Il bondit sous le rocher qui glissait, et se retourna à l’entrée de la grotte en regardant derrière lui.

L’énorme pierre s’arrêta dans sa chute et resta suspendue à quatre pieds au-dessus du sol, formant une arche sous laquelle on pouvait encore passer pour aller au fond de la caverne.

Au-dessus, la voûte s’était refermée et si les dernières commotions du sol n’en avaient encore détaché de petits fragments de pierre et des poignées de terre qui ruisselaient jusqu’à ses pieds, Jolliet aurait pu croire qu’il venait d’avoir un terrible cauchemar.

Le tremblement de la terre diminuait, et le fracas s’éloignait aussi.

Ce ne fut bientôt plus qu’un bruissement lointain comme celui du vent qui s’enfuit sur la cime des arbres. Et, plus rien que le silence, mais un silence d’autant plus étrange que le bruit qui l’avait précédé avait été colossal.

Jolliet mit la tête hors de la caverne.

Un calme indicible pesait sur la nature entière qui après cet immense effort paraissait fatiguée, épuisée, évanouie, morte comme ces morts qui dormaient tout auprès sur leurs sarcophages aériens.

Longtemps Jolliet, énervé lui-même demeura immobile en promenant des regards vagues sur la plaine sombre.

À quoi pensait-il ? Nous ne saurions le dire et lui-même l’ignorait sans doute.

Il y avait plus d’une heure qu’il était là, pensif, sans pensées distinctes, lorsqu’il fit un mouvement machinal pour saisir son mousquet.

Il venait d’entendre un bruit.

Sa main ne rencontra que le vide. L’arme était restée au fond de la caverne.

Il n’avait pas le temps de se glisser sous la pierre nouvellement suspendue pour aller chercher son mousquet, et il tira de sa ceinture un long et pesant pistolet ainsi qu’une mèche allumée, tout prêt à faire feu.

Une forme noire se mouvait à quelque distance et se rapprochait de la grotte.
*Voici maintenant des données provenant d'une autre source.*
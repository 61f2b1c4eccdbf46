use std::collections::HashMap;
use std::sync::{RwLock, RwLockReadGuard, RwLockWriteGuard};

use async_trait::async_trait;
use chrono::{DateTime, Utc};
use indexmap::IndexMap;
use serde_json::Value as JsonValue;

use fatoura_accounts::{
    ADMIN_GENERAL_SETTINGS_KEY, Account, AdminGeneralSettings, CompanySettings,
    CompanySettingsPatch, NewAccount,
};
use fatoura_clients::{Client, ClientDetails};
use fatoura_core::{AccountId, ClientId, DomainError, InvoiceId, Owned};
use fatoura_invoicing::{Invoice, InvoiceDraft, WriteFacts, plan_create, plan_update};

use super::{ClientPortal, InitialData, InvoiceReceipt, Store, StoreError, StoreResult};

#[derive(Debug, Default)]
struct State {
    accounts: IndexMap<AccountId, Account>,
    clients: IndexMap<ClientId, Client>,
    invoices: IndexMap<InvoiceId, Invoice>,
    settings: HashMap<String, JsonValue>,
}

/// In-memory store for tests/dev.
///
/// A single `RwLock` guards all state; every write holds the write guard for
/// its whole check-then-act sequence, which serializes credit consumption.
#[derive(Debug, Default)]
pub struct InMemoryStore {
    state: RwLock<State>,
}

impl InMemoryStore {
    pub fn new() -> Self {
        Self::default()
    }

    fn read(&self) -> StoreResult<RwLockReadGuard<'_, State>> {
        self.state
            .read()
            .map_err(|_| StoreError::Unavailable("in-memory store lock poisoned".to_string()))
    }

    fn write(&self) -> StoreResult<RwLockWriteGuard<'_, State>> {
        self.state
            .write()
            .map_err(|_| StoreError::Unavailable("in-memory store lock poisoned".to_string()))
    }
}

impl State {
    fn account(&self, account_id: AccountId) -> StoreResult<&Account> {
        self.accounts
            .get(&account_id)
            .ok_or_else(|| DomainError::not_found("account").into())
    }

    fn account_mut(&mut self, account_id: AccountId) -> StoreResult<&mut Account> {
        self.accounts
            .get_mut(&account_id)
            .ok_or_else(|| DomainError::not_found("account").into())
    }

    fn general_settings(&self) -> StoreResult<AdminGeneralSettings> {
        match self.settings.get(ADMIN_GENERAL_SETTINGS_KEY) {
            Some(value) => serde_json::from_value(value.clone())
                .map_err(|e| StoreError::Database(format!("corrupt general settings: {e}"))),
            None => Ok(AdminGeneralSettings::default()),
        }
    }

    fn client(&self, account_id: AccountId, client_id: ClientId) -> Option<&Client> {
        self.clients
            .get(&client_id)
            .filter(|c| c.is_owned_by(account_id))
    }

    fn invoice(&self, account_id: AccountId, invoice_id: InvoiceId) -> Option<&Invoice> {
        self.invoices
            .get(&invoice_id)
            .filter(|inv| inv.is_owned_by(account_id))
    }

    fn number_taken(&self, account_id: AccountId, number: &str, except: Option<InvoiceId>) -> bool {
        self.invoices.values().any(|inv| {
            inv.is_owned_by(account_id)
                && inv.invoice_number == number
                && Some(inv.id) != except
        })
    }

    fn clients_of(&self, account_id: AccountId) -> Vec<Client> {
        self.clients
            .values()
            .filter(|c| c.is_owned_by(account_id))
            .cloned()
            .collect()
    }

    fn invoices_of(&self, account_id: AccountId) -> Vec<Invoice> {
        self.invoices
            .values()
            .filter(|inv| inv.is_owned_by(account_id))
            .cloned()
            .collect()
    }
}

#[async_trait]
impl Store for InMemoryStore {
    async fn provision_account(&self, new: NewAccount, now: DateTime<Utc>) -> StoreResult<Account> {
        let mut state = self.write()?;
        let general = state.general_settings()?;
        let account = Account::provision(AccountId::new(), new, &general, now)?;

        if state
            .accounts
            .values()
            .any(|a| a.email.eq_ignore_ascii_case(&account.email))
        {
            return Err(DomainError::conflict("email already registered").into());
        }
        state.accounts.insert(account.id, account.clone());
        Ok(account)
    }

    async fn get_account(&self, account_id: AccountId) -> StoreResult<Account> {
        self.read()?.account(account_id).cloned()
    }

    async fn list_accounts(&self) -> StoreResult<Vec<Account>> {
        Ok(self.read()?.accounts.values().cloned().collect())
    }

    async fn grant_credits(&self, account_id: AccountId, amount: u32) -> StoreResult<Account> {
        let mut state = self.write()?;
        let account = state.account_mut(account_id)?;
        account.grant_credits(amount)?;
        Ok(account.clone())
    }

    async fn rename_account(&self, account_id: AccountId, name: &str) -> StoreResult<Account> {
        let mut state = self.write()?;
        let account = state.account_mut(account_id)?;
        account.rename(name)?;
        Ok(account.clone())
    }

    async fn update_company_settings(
        &self,
        account_id: AccountId,
        patch: CompanySettingsPatch,
    ) -> StoreResult<CompanySettings> {
        let mut state = self.write()?;
        let account = state.account_mut(account_id)?;
        account.settings = patch.apply(&account.settings)?;
        Ok(account.settings.clone())
    }

    async fn general_settings(&self) -> StoreResult<AdminGeneralSettings> {
        self.read()?.general_settings()
    }

    async fn put_general_settings(
        &self,
        settings: AdminGeneralSettings,
    ) -> StoreResult<AdminGeneralSettings> {
        let settings = settings.validated()?;
        let value = serde_json::to_value(&settings)
            .map_err(|e| StoreError::Database(format!("serialize general settings: {e}")))?;
        self.write()?
            .settings
            .insert(ADMIN_GENERAL_SETTINGS_KEY.to_string(), value);
        Ok(settings)
    }

    async fn list_clients(&self, account_id: AccountId) -> StoreResult<Vec<Client>> {
        Ok(self.read()?.clients_of(account_id))
    }

    async fn get_client(&self, account_id: AccountId, client_id: ClientId) -> StoreResult<Client> {
        self.read()?
            .client(account_id, client_id)
            .cloned()
            .ok_or_else(|| DomainError::not_found("client").into())
    }

    async fn create_client(
        &self,
        account_id: AccountId,
        details: ClientDetails,
        now: DateTime<Utc>,
    ) -> StoreResult<Client> {
        let mut state = self.write()?;
        state.account(account_id)?;
        let client = Client::create(ClientId::new(), account_id, details, now)?;
        state.clients.insert(client.id, client.clone());
        Ok(client)
    }

    async fn update_client(
        &self,
        account_id: AccountId,
        client_id: ClientId,
        details: ClientDetails,
        now: DateTime<Utc>,
    ) -> StoreResult<Client> {
        let mut state = self.write()?;
        let client = state
            .clients
            .get_mut(&client_id)
            .filter(|c| c.is_owned_by(account_id))
            .ok_or(DomainError::not_found("client"))?;
        client.update(details, now)?;
        Ok(client.clone())
    }

    async fn delete_client(&self, account_id: AccountId, client_id: ClientId) -> StoreResult<()> {
        let mut state = self.write()?;
        if state.client(account_id, client_id).is_none() {
            return Err(DomainError::not_found("client").into());
        }
        state.clients.shift_remove(&client_id);
        state.invoices.retain(|_, inv| inv.client_id != client_id);
        Ok(())
    }

    async fn list_invoices(&self, account_id: AccountId) -> StoreResult<Vec<Invoice>> {
        Ok(self.read()?.invoices_of(account_id))
    }

    async fn get_invoice(&self, account_id: AccountId, invoice_id: InvoiceId) -> StoreResult<Invoice> {
        self.read()?
            .invoice(account_id, invoice_id)
            .cloned()
            .ok_or_else(|| DomainError::not_found("invoice").into())
    }

    async fn create_invoice(
        &self,
        account_id: AccountId,
        draft: InvoiceDraft,
        now: DateTime<Utc>,
    ) -> StoreResult<InvoiceReceipt> {
        let mut guard = self.write()?;
        let state = &mut *guard;

        let facts = WriteFacts {
            client_exists: state.client(account_id, draft.client_id).is_some(),
            number_taken: state.number_taken(account_id, draft.normalized_number(), None),
            now,
        };
        let account = state.account_mut(account_id)?;
        let write = plan_create(account, InvoiceId::new(), draft, &facts)?;
        write.decision.settle(account)?;
        let credits_remaining = account.credits;

        state.invoices.insert(write.invoice.id, write.invoice.clone());
        Ok(InvoiceReceipt {
            invoice: write.invoice,
            charged: write.decision.charge,
            credits_remaining,
        })
    }

    async fn update_invoice(
        &self,
        account_id: AccountId,
        invoice_id: InvoiceId,
        draft: InvoiceDraft,
        now: DateTime<Utc>,
    ) -> StoreResult<InvoiceReceipt> {
        let mut guard = self.write()?;
        let state = &mut *guard;

        let existing = state
            .invoice(account_id, invoice_id)
            .cloned()
            .ok_or(DomainError::not_found("invoice"))?;
        let facts = WriteFacts {
            client_exists: state.client(account_id, draft.client_id).is_some(),
            number_taken: state.number_taken(
                account_id,
                draft.normalized_number(),
                Some(invoice_id),
            ),
            now,
        };
        let account = state.account_mut(account_id)?;
        let write = plan_update(account, &existing, draft, &facts)?;
        write.decision.settle(account)?;
        let credits_remaining = account.credits;

        state.invoices.insert(invoice_id, write.invoice.clone());
        Ok(InvoiceReceipt {
            invoice: write.invoice,
            charged: write.decision.charge,
            credits_remaining,
        })
    }

    async fn delete_invoice(&self, account_id: AccountId, invoice_id: InvoiceId) -> StoreResult<()> {
        let mut state = self.write()?;
        if state.invoice(account_id, invoice_id).is_none() {
            return Err(DomainError::not_found("invoice").into());
        }
        state.invoices.shift_remove(&invoice_id);
        Ok(())
    }

    async fn initial_data(&self, account_id: AccountId) -> StoreResult<InitialData> {
        let state = self.read()?;
        Ok(InitialData {
            account: state.account(account_id)?.clone(),
            clients: state.clients_of(account_id),
            invoices: state.invoices_of(account_id),
        })
    }

    async fn client_portal(&self, client_id: ClientId) -> StoreResult<ClientPortal> {
        let state = self.read()?;
        let client = state
            .clients
            .get(&client_id)
            .cloned()
            .ok_or(DomainError::not_found("client"))?;
        let settings = state.account(client.account_id)?.settings.clone();
        let invoices = state
            .invoices
            .values()
            .filter(|inv| inv.client_id == client_id)
            .cloned()
            .collect();
        Ok(ClientPortal {
            client,
            invoices,
            settings,
        })
    }
}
L’inconnu siffla deux fois comme un serpent qui se dresse.

Jolliet baissa son arme.

L’autre le rejoignit. C’était le Renard-Noir.


CHAPITRE XVI.

ruses.

Nous avons quitté le chevalier de Mornac et Jeanne de Richecourt descendant du bûcher où le Gascon avait failli périr, et traversant tous deux la foule stupéfaite.

Ils avaient laissé derrière eux la multitude encore à demi prosternée, et arrivaient près de la cabane de la Perdrix-Blanche, lorsqu’un Sauvage qui s’était jusque-là tenu caché en arrière du ouigouam, à la faveur de l’obscurité, vint à leur rencontre, tout en jetant des regards furtifs autour de lui.

Comme Jeanne surprise faisait un pas en arrière pour éviter quelque soudaine attaque, l’inconnu dit rapidement à voix basse et en français.

— Que la jeune fille blanche et le vaillant jeune homme ne craignent rien ! je suis le Renard-Noir.

— Le Renard-Noir !

— Lui-même. Il est venu pour vous sauver tous les deux. Que le jeune homme me montre son ouigouam afin que j’aille l’y trouver pour y préparer votre fuite. Si le Grand Esprit nous assiste, vous serez libres demain.

— Pourquoi pas tout de suite ? demanda Jeanne avec anxiété.

— La vierge pâle nous perdrait tous par trop de hâte. Il faut attendre. Où est le ouigouam de mon fils ?

— Là, fit Mornac en désignant du doigt sa cabane. D’ailleurs vous n’aurez qu’à me suivre. Après avoir laissé Mlle de Richecourt ici, je m’en vais m’y rendre immédiatement.

— Mon fils est-il seul dans sa cabane ?

— Non, je l’habite avec une vieille et bonne femme qui m’a sauvé une première fois de la mort en m’adoptant pour son fils.

— Une vieille femme !

— Oui, et chrétienne.

— Chrétienne ! Oah ! T’aime-t-elle ?

— Elle m’est tout dévouée.

— Oah ! bien. Va m’attendre dans sa cabane.

Le Renard-Noir, qui voyait la foule s’ébranler et s’avancer de leur côté, disparut en rampant dans l’ombre.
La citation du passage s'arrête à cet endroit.